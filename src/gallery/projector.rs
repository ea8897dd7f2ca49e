use crate::state::data::{Location, PhotoRecord};

/// Most items the gallery shows at once
pub const GALLERY_WINDOW: usize = 10;

/// Label used when a photo has no title
pub const UNTITLED_LABEL: &str = "Untitled";

/// Zoom level baked into map links
pub const MAP_ZOOM: u8 = 15;

/// One renderable gallery entry
#[derive(Debug, Clone, PartialEq)]
pub struct GalleryItem {
    pub id: i64,
    /// The encoded frame (`data:` URL)
    pub image_src: String,
    pub title: String,
    pub location_text: String,
    pub map_url: String,
    pub captured_at: String,
}

/// Anything that can draw a list of gallery items
pub trait GallerySurface {
    /// Replace whatever is shown with `items`, in order
    fn render(&mut self, items: &[GalleryItem]);
}

/// Maps record snapshots to gallery items. Pure: the same snapshot
/// always yields the same items.
#[derive(Debug, Clone)]
pub struct GalleryProjector {
    window: usize,
    untitled_label: String,
    map_zoom: u8,
}

impl Default for GalleryProjector {
    fn default() -> Self {
        Self::new(GALLERY_WINDOW, UNTITLED_LABEL, MAP_ZOOM)
    }
}

impl GalleryProjector {
    pub fn new(window: usize, untitled_label: impl Into<String>, map_zoom: u8) -> Self {
        Self {
            window,
            untitled_label: untitled_label.into(),
            map_zoom,
        }
    }

    /// Project the newest `window` records of `snapshot` (oldest first in,
    /// oldest first out).
    pub fn project(&self, snapshot: &[PhotoRecord]) -> Vec<GalleryItem> {
        let skip = snapshot.len().saturating_sub(self.window);

        snapshot[skip..]
            .iter()
            .map(|record| GalleryItem {
                id: record.id,
                image_src: record.photo.as_str().to_string(),
                title: record
                    .title
                    .clone()
                    .unwrap_or_else(|| self.untitled_label.clone()),
                location_text: location_text(&record.location),
                map_url: map_url(&record.location, self.map_zoom),
                captured_at: record.timestamp.clone(),
            })
            .collect()
    }

    /// Project and hand the items to `surface`. A missing surface is fine:
    /// the items are still returned and nothing else happens.
    pub fn present<S>(&self, snapshot: &[PhotoRecord], surface: Option<&mut S>) -> Vec<GalleryItem>
    where
        S: GallerySurface + ?Sized,
    {
        let items = self.project(snapshot);
        match surface {
            Some(surface) => surface.render(&items),
            None => tracing::debug!("no gallery surface attached, skipping render"),
        }
        items
    }
}

/// Human-readable coordinates
pub fn location_text(location: &Location) -> String {
    format!(
        "Location: Latitude {}, Longitude {}",
        location.latitude, location.longitude
    )
}

/// Embeddable map link centred on `location`
pub fn map_url(location: &Location, zoom: u8) -> String {
    format!(
        "https://www.google.com/maps?q={},{}&z={}&output=embed",
        location.latitude, location.longitude, zoom
    )
}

● TASK PROMPT: From the line holding "pub fn location_text(location: &Location)" to the line holding "location.latitude, location.longitude, zoom", inclusive, restate each line above exactly as written.

● TASK RESPONSE:
pub fn location_text(location: &Location) -> String {
    format!(
        "Location: Latitude {}, Longitude {}",
        location.latitude, location.longitude
    )
}

/// Embeddable map link centred on `location`
pub fn map_url(location: &Location, zoom: u8) -> String {
    format!(
        "https://www.google.com/maps?q={},{}&z={}&output=embed",
        location.latitude, location.longitude, zoom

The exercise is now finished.